- Theatrical release poster
- Directed by: Mark Herman
- Written by: Mark Herman
- Produced by: Steve Abbott Jennifer Howarth
- Starring: Dudley Moore; Bryan Brown; Patsy Kensit; Richard Griffiths; Andreas Katsulas; Alison Steadman; Penelope Wilton; Bronson Pinchot;
- Cinematography: Andrew Dunn
- Edited by: Michael Ellis
- Music by: Trevor Jones
- Production company: Hollywood Pictures
- Distributed by: Buena Vista Pictures Distribution (Worldwide) Warner Bros. (Select territories)
- Release dates: January 24, 1992 (UK); March 6, 1992 (US);
- Running time: 78 minutes
- Countries: United Kingdom United States
- Language: English
- Budget: £5 million
- Box office: $3 million

= Blame It on the Bellboy =

1992 film by Mark Herman

Blame It on the Bellboy is a 1992 comedy film written and directed by Mark Herman and starring Dudley Moore, Bryan Brown, Patsy Kensit, Richard Griffiths, and Bronson Pinchot.
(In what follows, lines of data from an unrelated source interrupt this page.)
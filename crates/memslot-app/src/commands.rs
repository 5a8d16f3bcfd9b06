//! Subcommand execution against a [`SlotPanel`].

use std::io::Write;
use std::time::Duration;

use memslot_bridge::SlotPanel;
use memslot_common::{MemslotError, ProcessStatus, SettingsListItem, SettingsState};

use crate::cli::Command;

const WATCH_POLL: Duration = Duration::from_millis(100);

pub async fn run(
    command: &Command,
    panel: &mut SlotPanel,
    out: &mut impl Write,
) -> Result<(), MemslotError> {
    match command {
        Command::List => {
            panel.refresh().await?;
            print_items(panel, out)?;
        }
        Command::Rename { index, name } => {
            panel.refresh().await?;
            panel.rename(*index, name).await?;
            writeln!(out, "slot {index} renamed to {name}")?;
        }
        Command::Save { index } => {
            panel.save(*index).await?;
            writeln!(out, "saved game settings to slot {index}")?;
        }
        Command::Load { index } => {
            panel.refresh().await?;
            if !panel.can_load(*index) {
                return Err(MemslotError::Other(format!("slot {index} has nothing to load")));
            }
            panel.load(*index).await?;
            writeln!(out, "loaded game settings from slot {index}")?;
        }
        Command::Open { url } => {
            panel.service().open_link(url).await?;
            writeln!(out, "opened {url}")?;
        }
        Command::Init => {
            panel.init().await?;
            writeln!(out, "url: {}", panel.url().unwrap_or_default())?;
            print_items(panel, out)?;
        }
        Command::Watch { seconds } => watch(panel, Duration::from_secs(*seconds), out).await?,
    }
    Ok(())
}

fn print_items(panel: &SlotPanel, out: &mut impl Write) -> std::io::Result<()> {
    for (index, item) in panel.items().unwrap_or_default().iter().enumerate() {
        writeln!(out, "{index:>3}  {:<24} {}", item.name, state_label(item))?;
    }
    Ok(())
}

fn state_label(item: &SettingsListItem) -> &'static str {
    match item.state() {
        SettingsState::Absent => "-",
        SettingsState::Empty => "saved",
        SettingsState::Populated => "saved*",
    }
}

async fn watch(
    panel: &SlotPanel,
    duration: Duration,
    out: &mut impl Write,
) -> std::io::Result<()> {
    panel.watch_status();
    let deadline = tokio::time::Instant::now() + duration;
    let mut last: Option<ProcessStatus> = None;

    while tokio::time::Instant::now() < deadline {
        let latest = panel.latest_status();
        if latest != last {
            if let Some(status) = latest {
                writeln!(
                    out,
                    "offsets loaded: {}  process attached: {}",
                    status.offsets_loaded, status.process_attached
                )?;
                out.flush()?;
            }
            last = latest;
        }
        tokio::time::sleep(WATCH_POLL).await;
    }

    panel.unwatch_status();
    Ok(())
}
//! Periodic status sampling with change-only pushes.

use std::sync::{Arc, Mutex, PoisonError};
use std::time::Duration;

use memslot_common::{BridgeError, InboundMessage, ProcessStatus};
use memslot_config::HostConfig;
use tracing::{debug, info};

use crate::endpoint::ClientSink;
use crate::process::GameProcess;

pub struct StatusMonitor {
    process: Arc<dyn GameProcess>,
    sink: Arc<dyn ClientSink>,
    interval: Duration,
    last: Mutex<Option<ProcessStatus>>,
}

impl StatusMonitor {
    pub fn new(
        process: Arc<dyn GameProcess>,
        sink: Arc<dyn ClientSink>,
        interval: Duration,
    ) -> Self {
        Self {
            process,
            sink,
            interval,
            last: Mutex::new(None),
        }
    }

    pub fn from_config(
        config: &HostConfig,
        process: Arc<dyn GameProcess>,
        sink: Arc<dyn ClientSink>,
    ) -> Self {
        Self::new(process, sink, Duration::from_millis(config.status_interval_ms))
    }

    pub fn interval(&self) -> Duration {
        self.interval
    }

    /// Read the process status once and push it if it differs from the last
    /// pushed value. The first sample always pushes.
    ///
    /// Returns the pushed status, or `None` when nothing changed.
    pub fn sample(&self) -> Result<Option<ProcessStatus>, BridgeError> {
        let status = self.process.status();
        {
            let mut last = self.last.lock().unwrap_or_else(PoisonError::into_inner);
            if *last == Some(status) {
                return Ok(None);
            }
            *last = Some(status);
        }

        debug!(
            offsets_loaded = status.offsets_loaded,
            process_attached = status.process_attached,
            "process status changed"
        );
        self.sink.deliver(InboundMessage::status(status))?;
        Ok(Some(status))
    }

    /// Sample on every tick until the sink stops accepting messages.
    pub async fn run(self: Arc<Self>) {
        let mut ticker = tokio::time::interval(self.interval);
        ticker.set_missed_tick_behavior(tokio::time::MissedTickBehavior::Delay);
        info!(interval_ms = self.interval.as_millis() as u64, "status monitor started");

        loop {
            ticker.tick().await;
            if let Err(e) = self.sample() {
                info!(error = %e, "status monitor stopped");
                return;
            }
        }
    }
}
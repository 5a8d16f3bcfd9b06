//! Headless slot panel: the state a list UI renders, driven through a
//! [`SlotService`].

use std::sync::{Arc, Mutex, PoisonError};

use memslot_common::{BridgeError, ProcessStatus, SettingsListItem, SettingsState};
use serde_json::Value;
use tracing::{info, warn};

use crate::service::SlotService;

pub struct SlotPanel {
    service: Arc<dyn SlotService>,
    /// `None` until the first successful load.
    items: Option<Vec<SettingsListItem>>,
    url: Option<String>,
    status: Arc<Mutex<Option<ProcessStatus>>>,
}

impl SlotPanel {
    pub fn new(service: Arc<dyn SlotService>) -> Self {
        Self {
            service,
            items: None,
            url: None,
            status: Arc::new(Mutex::new(None)),
        }
    }

    /// Fetch the resource URL and slot list together.
    pub async fn init(&mut self) -> Result<(), BridgeError> {
        let info = self.service.init().await.inspect_err(|e| {
            warn!(error = %e, "panel init failed");
        })?;
        info!(slots = info.game_settings_list.len(), "panel initialized");
        self.url = Some(info.url);
        self.items = Some(info.game_settings_list);
        Ok(())
    }

    /// Re-read the slot list from the host.
    pub async fn refresh(&mut self) -> Result<(), BridgeError> {
        let items = self.service.list_settings().await.inspect_err(|e| {
            warn!(error = %e, "slot list refresh failed");
        })?;
        self.items = Some(items);
        Ok(())
    }

    pub async fn rename(&mut self, index: usize, name: &str) -> Result<(), BridgeError> {
        self.service
            .rename_slot(index, name)
            .await
            .inspect_err(|e| warn!(index, error = %e, "rename failed"))?;
        if let Some(item) = self.items.as_mut().and_then(|items| items.get_mut(index)) {
            item.name = name.to_string();
        }
        Ok(())
    }

    /// Save into slot `index`. On success a never-saved row is marked as
    /// saved locally so Load becomes available without a refresh.
    pub async fn save(&mut self, index: usize) -> Result<(), BridgeError> {
        self.service
            .save_slot(index)
            .await
            .inspect_err(|e| warn!(index, error = %e, "save failed"))?;
        if let Some(item) = self.items.as_mut().and_then(|items| items.get_mut(index)) {
            if item.state() == SettingsState::Absent {
                item.game_settings = Some(Value::Object(Default::default()));
            }
        }
        Ok(())
    }

    pub async fn load(&self, index: usize) -> Result<(), BridgeError> {
        self.service
            .load_slot(index)
            .await
            .inspect_err(|e| warn!(index, error = %e, "load failed"))
    }

    /// Open the resource URL received from `init`. Does nothing before init.
    pub async fn open_link(&self) -> Result<(), BridgeError> {
        match &self.url {
            Some(url) => self
                .service
                .open_link(url)
                .await
                .inspect_err(|e| warn!(error = %e, "open link failed")),
            None => Ok(()),
        }
    }

    pub fn service(&self) -> &Arc<dyn SlotService> {
        &self.service
    }

    pub fn items(&self) -> Option<&[SettingsListItem]> {
        self.items.as_deref()
    }

    pub fn url(&self) -> Option<&str> {
        self.url.as_deref()
    }

    /// Whether the Load action is enabled for row `index`.
    pub fn can_load(&self, index: usize) -> bool {
        self.items
            .as_ref()
            .and_then(|items| items.get(index))
            .is_some_and(SettingsListItem::can_load)
    }

    /// Start recording status pushes.
    pub fn watch_status(&self) {
        let latest = Arc::clone(&self.status);
        self.service
            .set_status_listener(Some(Arc::new(move |status: ProcessStatus| {
                *latest.lock().unwrap_or_else(PoisonError::into_inner) = Some(status);
            })));
    }

    pub fn unwatch_status(&self) {
        self.service.set_status_listener(None);
    }

    /// Most recent status push, if any arrived while watching.
    pub fn latest_status(&self) -> Option<ProcessStatus> {
        *self.status.lock().unwrap_or_else(PoisonError::into_inner)
    }
}
use serde::{Deserialize, Serialize};

/// Lobby settings captured from the game and stored in a slot.
///
/// `map` and `impostors` are read for completeness but never stored or
/// written back; the game does not propagate them to other players.
#[derive(Debug, Clone, PartialEq, Serialize, Deserialize)]
#[serde(rename_all = "camelCase")]
pub struct GameSettings {
    #[serde(skip)]
    pub map: i32,
    pub player_speed: f32,
    pub crewmate_vision: f32,
    pub impostor_vision: f32,
    pub kill_cooldown: f32,
    pub common_tasks: i32,
    pub long_tasks: i32,
    pub short_tasks: i32,
    pub emergency_meeting: i32,
    pub emergency_cooldown: i32,
    #[serde(skip)]
    pub impostors: i32,
    pub kill_distance: i32,
    pub discussion_time: i32,
    pub voting_time: i32,
    pub confirm_eject: bool,
    pub visual_tasks: bool,
    pub anonymous_voting: bool,
    pub task_bar_updates: i32,
}

impl Default for GameSettings {
    fn default() -> Self {
        Self {
            map: 0,
            player_speed: 1.0,
            crewmate_vision: 1.0,
            impostor_vision: 1.5,
            kill_cooldown: 45.0,
            common_tasks: 1,
            long_tasks: 1,
            short_tasks: 2,
            emergency_meeting: 1,
            emergency_cooldown: 15,
            impostors: 1,
            kill_distance: 1,
            discussion_time: 15,
            voting_time: 120,
            confirm_eject: true,
            visual_tasks: true,
            anonymous_voting: false,
            task_bar_updates: 0,
        }
    }
}

impl GameSettings {
    /// Copy every writable field onto `target`, keeping its map and
    /// impostor count.
    pub fn apply_to(&self, target: &mut GameSettings) {
        *target = GameSettings {
            map: target.map,
            impostors: target.impostors,
            ..self.clone()
        };
    }
}

#[cfg(test)]
mod tests {
    use super::*;

    #[test]
    fn skipped_fields_are_not_serialized() {
        let settings = GameSettings {
            map: 2,
            impostors: 3,
            ..Default::default()
        };
        let v = serde_json::to_value(&settings).unwrap();
        assert!(v.get("map").is_none());
        assert!(v.get("impostors").is_none());
        assert_eq!(v["playerSpeed"], 1.0);
        assert_eq!(v["votingTime"], 120);
    }

    #[test]
    fn apply_keeps_uncontrollable_fields() {
        let mut live = GameSettings {
            map: 2,
            impostors: 3,
            ..Default::default()
        };
        let saved = GameSettings {
            map: 0,
            impostors: 1,
            kill_cooldown: 10.0,
            anonymous_voting: true,
            ..Default::default()
        };
        saved.apply_to(&mut live);
        assert_eq!(live.map, 2);
        assert_eq!(live.impostors, 3);
        assert_eq!(live.kill_cooldown, 10.0);
        assert!(live.anonymous_voting);
    }
}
The plot is about a case of mistaken identity of three individuals with similar-sounding surnames staying at the same hotel.

== Plot ==

Three men board the same plane at London Heathrow Airport, bound for Venice: Melvyn Orton, a shy and unassuming clerk assigned with purchasing a house in Venice under penalty of losing his job; Mike Lawton, a hitman en route to Venice to kill his next mark, and Lord Maurice Horton, a bank manager and the mayor in a small city in the United Kingdom who is there to meet a woman through a dating agency called Medi-Date.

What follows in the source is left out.